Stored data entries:
★ ★ ★ ★

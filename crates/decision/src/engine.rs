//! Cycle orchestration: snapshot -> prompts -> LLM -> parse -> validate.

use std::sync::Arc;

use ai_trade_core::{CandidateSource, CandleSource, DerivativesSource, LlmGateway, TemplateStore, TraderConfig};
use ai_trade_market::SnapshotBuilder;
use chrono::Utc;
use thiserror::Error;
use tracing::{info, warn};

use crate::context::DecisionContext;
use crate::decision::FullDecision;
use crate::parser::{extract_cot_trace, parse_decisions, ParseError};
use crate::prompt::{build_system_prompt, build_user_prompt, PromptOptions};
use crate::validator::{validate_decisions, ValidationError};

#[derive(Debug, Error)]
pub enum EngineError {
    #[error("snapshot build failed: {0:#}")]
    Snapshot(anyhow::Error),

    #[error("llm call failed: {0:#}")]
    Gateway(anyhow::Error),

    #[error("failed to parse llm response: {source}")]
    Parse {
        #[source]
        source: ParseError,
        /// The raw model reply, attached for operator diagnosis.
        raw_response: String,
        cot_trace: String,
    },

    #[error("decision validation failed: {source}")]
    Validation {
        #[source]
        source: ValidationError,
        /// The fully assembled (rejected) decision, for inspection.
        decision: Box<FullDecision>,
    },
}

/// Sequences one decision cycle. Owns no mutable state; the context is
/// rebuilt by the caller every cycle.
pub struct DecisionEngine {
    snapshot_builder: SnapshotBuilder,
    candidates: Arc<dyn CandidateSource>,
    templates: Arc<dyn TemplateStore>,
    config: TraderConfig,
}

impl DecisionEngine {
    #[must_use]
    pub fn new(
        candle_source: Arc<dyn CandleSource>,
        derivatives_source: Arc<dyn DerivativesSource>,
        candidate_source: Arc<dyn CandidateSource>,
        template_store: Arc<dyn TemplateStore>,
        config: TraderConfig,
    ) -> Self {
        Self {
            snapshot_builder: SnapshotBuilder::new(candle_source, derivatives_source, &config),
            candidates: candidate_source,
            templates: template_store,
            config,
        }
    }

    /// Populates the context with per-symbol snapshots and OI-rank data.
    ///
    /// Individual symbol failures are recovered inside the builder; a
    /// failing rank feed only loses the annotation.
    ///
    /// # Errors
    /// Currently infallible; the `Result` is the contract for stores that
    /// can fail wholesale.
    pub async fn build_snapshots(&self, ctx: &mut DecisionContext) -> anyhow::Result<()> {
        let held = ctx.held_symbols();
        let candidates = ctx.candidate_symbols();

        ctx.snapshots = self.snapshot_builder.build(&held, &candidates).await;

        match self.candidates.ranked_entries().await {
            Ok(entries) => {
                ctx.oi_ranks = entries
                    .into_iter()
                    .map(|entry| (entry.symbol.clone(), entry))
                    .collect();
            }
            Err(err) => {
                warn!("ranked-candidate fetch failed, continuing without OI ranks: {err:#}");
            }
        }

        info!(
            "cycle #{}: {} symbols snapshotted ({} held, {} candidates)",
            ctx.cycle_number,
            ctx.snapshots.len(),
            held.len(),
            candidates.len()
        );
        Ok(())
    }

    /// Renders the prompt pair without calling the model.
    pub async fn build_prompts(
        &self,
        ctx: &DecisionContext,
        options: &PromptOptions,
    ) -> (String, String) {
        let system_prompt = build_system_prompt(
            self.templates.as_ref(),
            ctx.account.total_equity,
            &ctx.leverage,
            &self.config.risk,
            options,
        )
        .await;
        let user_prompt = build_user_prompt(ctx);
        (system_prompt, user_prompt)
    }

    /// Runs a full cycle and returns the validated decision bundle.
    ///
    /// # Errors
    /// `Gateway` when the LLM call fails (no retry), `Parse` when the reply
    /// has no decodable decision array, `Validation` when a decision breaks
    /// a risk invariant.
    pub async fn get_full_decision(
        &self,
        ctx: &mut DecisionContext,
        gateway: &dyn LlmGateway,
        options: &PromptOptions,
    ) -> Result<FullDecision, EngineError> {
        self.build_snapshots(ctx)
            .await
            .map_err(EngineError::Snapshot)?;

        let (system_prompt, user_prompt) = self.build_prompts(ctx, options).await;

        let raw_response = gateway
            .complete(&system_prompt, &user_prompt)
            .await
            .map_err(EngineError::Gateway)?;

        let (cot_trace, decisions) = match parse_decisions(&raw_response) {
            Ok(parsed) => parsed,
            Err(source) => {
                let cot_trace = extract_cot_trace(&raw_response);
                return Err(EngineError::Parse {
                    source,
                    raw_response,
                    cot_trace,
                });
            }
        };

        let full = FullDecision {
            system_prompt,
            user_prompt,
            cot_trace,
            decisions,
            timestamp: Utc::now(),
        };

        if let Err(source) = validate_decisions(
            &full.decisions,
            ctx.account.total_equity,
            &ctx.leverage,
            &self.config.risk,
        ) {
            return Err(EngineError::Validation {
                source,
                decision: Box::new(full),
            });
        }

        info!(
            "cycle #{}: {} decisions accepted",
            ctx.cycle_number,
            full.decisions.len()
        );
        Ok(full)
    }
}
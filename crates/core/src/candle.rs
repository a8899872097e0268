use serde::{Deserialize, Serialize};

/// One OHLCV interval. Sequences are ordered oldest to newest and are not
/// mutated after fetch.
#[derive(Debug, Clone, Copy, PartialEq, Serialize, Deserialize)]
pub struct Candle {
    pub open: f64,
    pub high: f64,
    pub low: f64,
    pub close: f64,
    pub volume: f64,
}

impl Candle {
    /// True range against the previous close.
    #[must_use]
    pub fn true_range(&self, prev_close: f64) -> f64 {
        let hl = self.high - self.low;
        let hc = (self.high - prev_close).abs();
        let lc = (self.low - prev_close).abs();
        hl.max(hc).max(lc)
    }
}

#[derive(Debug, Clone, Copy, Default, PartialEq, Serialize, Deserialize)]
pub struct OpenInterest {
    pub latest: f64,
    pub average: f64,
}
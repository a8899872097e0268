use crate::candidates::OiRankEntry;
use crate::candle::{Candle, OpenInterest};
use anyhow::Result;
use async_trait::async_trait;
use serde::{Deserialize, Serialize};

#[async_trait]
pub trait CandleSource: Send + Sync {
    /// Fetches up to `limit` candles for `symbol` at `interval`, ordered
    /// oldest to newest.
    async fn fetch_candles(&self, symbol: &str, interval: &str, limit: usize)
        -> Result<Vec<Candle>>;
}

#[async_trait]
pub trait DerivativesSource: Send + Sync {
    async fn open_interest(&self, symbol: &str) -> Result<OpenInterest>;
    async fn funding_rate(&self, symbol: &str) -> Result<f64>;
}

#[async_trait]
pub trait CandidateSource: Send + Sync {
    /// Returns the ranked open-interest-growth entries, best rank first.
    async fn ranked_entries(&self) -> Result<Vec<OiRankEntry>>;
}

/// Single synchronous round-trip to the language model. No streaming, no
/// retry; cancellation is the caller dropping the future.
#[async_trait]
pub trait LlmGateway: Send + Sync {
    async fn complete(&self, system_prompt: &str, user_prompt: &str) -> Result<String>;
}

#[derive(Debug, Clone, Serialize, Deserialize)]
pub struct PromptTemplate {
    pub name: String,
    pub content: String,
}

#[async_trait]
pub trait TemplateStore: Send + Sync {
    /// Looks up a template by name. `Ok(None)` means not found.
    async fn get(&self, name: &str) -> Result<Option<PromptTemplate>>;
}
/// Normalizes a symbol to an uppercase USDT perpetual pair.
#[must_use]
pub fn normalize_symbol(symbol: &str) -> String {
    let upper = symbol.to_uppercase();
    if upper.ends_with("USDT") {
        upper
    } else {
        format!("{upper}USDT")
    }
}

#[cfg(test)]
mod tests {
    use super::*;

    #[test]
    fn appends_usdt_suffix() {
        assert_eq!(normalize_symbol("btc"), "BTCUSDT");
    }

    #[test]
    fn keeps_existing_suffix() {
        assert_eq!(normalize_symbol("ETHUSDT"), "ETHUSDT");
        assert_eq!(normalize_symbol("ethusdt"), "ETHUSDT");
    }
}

★ ★ ★ ★

#### [What the exercise asks]
Lines holding the string "without" must be copied out of the entries above.

#### [Exercise output]
                warn!("ranked-candidate fetch failed, continuing without OI ranks: {err:#}");
    /// Renders the prompt pair without calling the model.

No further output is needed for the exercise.